The Pizza Files and Chronicles of Creams/Chronicles of Creams/The Pizza Files

I knew this day would come.

That is, the day in which I would discuss pizza or chinese or fried chicken and some sort of cream in the same post. It is all fine and good to keep these things separate, but there are times when they must be spoken of concurrently. Today is such a day.

Wednesday, February 22, 2012. A rather normal hump day, until I learn that Forcella is offering a margherita for $2. In general, life is a depressing wasteland of nothingness, but every now and then it chooses to be kind and offers up a treasure. When this occurs, I am much more likely to say "yes please" as opposed to "I'd prefer not to."

Yes please.

And so, rather than going home and doing my taxes, I ventured down to the Bowery. Forcella is run by Giulio Adriani, a lanky man with an astonishing chin beard who has apparently won a pizza world championship not once, but four times. He has an unmistakable aurora of greatness, although he seems more like Obi-Wan Kenobi than Master Yoda. Still, that's quite respectable.

The place feels at home in the East Village, on the fringe of the Lower East Side, which is to say it has a certain hipness to it. It's right across the street from Peels, the Freeman's affiliate, and very much seems like a place patron's of Freeman's would go to for pizza.

Can a place serving - and being served by - hipsters have good pizza?

The margherita was fairly solid, although the crust was anything but solid (more on that later). The sauce was "bright." Basically every review of pizza I come across describes the sauce as bright, so I thought I might as well, too. The fresh mozzarella was "creamy" (again, most pizza reviews describe the cheese as creamy) with a hint of nuttiness. All in all, pretty flavorful and good.

Now, about that crust. Like the "bright" sauce and "creamy" mozzarella, it was flavorful. Consistency-wise, though, it was limp and pliable. It was so soft and bendable, in fact, that I was surprised it held up the sauce and cheese without giving way and tearing.

I am well-accustomed to Naples-style pizzas, which tend to be wetter and softer, particularly in the center. Robert Sietsema, in his recent review of Barboncino (which I went to a few months ago and liked), quotes Yeats: "things fall apart; the center cannot hold."  This seemed different in that it wasn't particularly wet, but rather the entire crust seemed to lack a super-structure, if you will. Not only did the center not hold; nor did the outer rims. This is not to say it ruined the experience of the pizza, but there was something slightly disconcerting about it, and I am not one to obsess about crust.

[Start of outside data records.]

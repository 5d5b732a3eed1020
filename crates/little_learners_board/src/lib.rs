//! Little Learners board - pure turn logic for the dice-and-tiles game.
//!
//! No I/O lives here. The [`TurnEngine`] owns the [`GameState`] and returns
//! a [`Transition`] from every operation: sound cues and other side effects
//! to fire, plus at most one timed [`Continuation`] for the caller to
//! schedule. Timers, audio and rendering belong to the application.
//!
//! # Example
//!
//! ```
//! use little_learners_board::{LoadedDice, Pacing, RosterBuilder, TileCatalog, TurnEngine};
//!
//! let mut engine = TurnEngine::new(TileCatalog::standard(), Pacing::instant(), LoadedDice::new([1]));
//! engine.start(RosterBuilder::new(2).unwrap().build()).unwrap();
//!
//! let mut next = engine.roll().scheduled;
//! while let Some(continuation) = next {
//!     next = engine.fire(continuation.ticket).scheduled;
//! }
//! assert_eq!(engine.state().current_task().map(|t| *t.id()), Some(2));
//! ```

#![warn(missing_docs)]
#![forbid(unsafe_code)]

mod catalog;
pub mod contracts;
mod dice;
mod engine;
pub mod invariants;
mod layout;
mod phases;
mod roster;
mod sound;
mod state;
mod transition;
mod types;

pub use catalog::{BOARD_SIZE, CatalogError, TileCatalog};
pub use dice::{Dice, DieFace, LoadedDice, RandomDice};
pub use engine::{Pacing, StartError, TurnEngine};
pub use layout::{BoardLayout, Cell};
pub use phases::{GameStatus, Generation, Lifecycle, PhaseKind, TurnPhase};
pub use roster::{ICON_KEYS, MAX_PLAYERS, MIN_PLAYERS, RosterBuilder, RosterError, icon_or_default};
pub use sound::{SoundCue, Tone, Waveform};
pub use state::GameState;
pub use transition::{Continuation, Effect, Ignored, Step, Ticket, Transition};
pub use types::{Player, PlayerColor, TaskCategory, TileData, TileType};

So that's that. And now the Cream portion of this broadcast.

I had been to the Forcella outpost in Brooklyn twice, and each time had one of the most magnificent creams of my life. It was a millefoglie, or what the French call mille-feuille. And what is this thing the French call by this name? In short, layers of cream and flakey pastry. The versions I had at Forcella in Brooklyn was nothing short of layered bliss, the thin shards of pastry adding an ever-so-light and buttery substantiveness that played off the pillows of whipped cream. Really, a combination as perfect as chocolate and peanut butter or apples and cinnamon.

The version I had this evening at the Manhattan branch paled in comparison.  Do not get me wrong: it was enjoyable.  But rather than cream, the dessert was composed with custard.  Far be it from me to disparage custard, but the cream version I've had in Brooklyn is superior.

Anyhow, at $7, the millefoglie was 3.5 times more expensive than the pizza, but $9 is a fine price to pay for an imperfect but still very enjoyable meal.  Again, we must take what we can get in this life.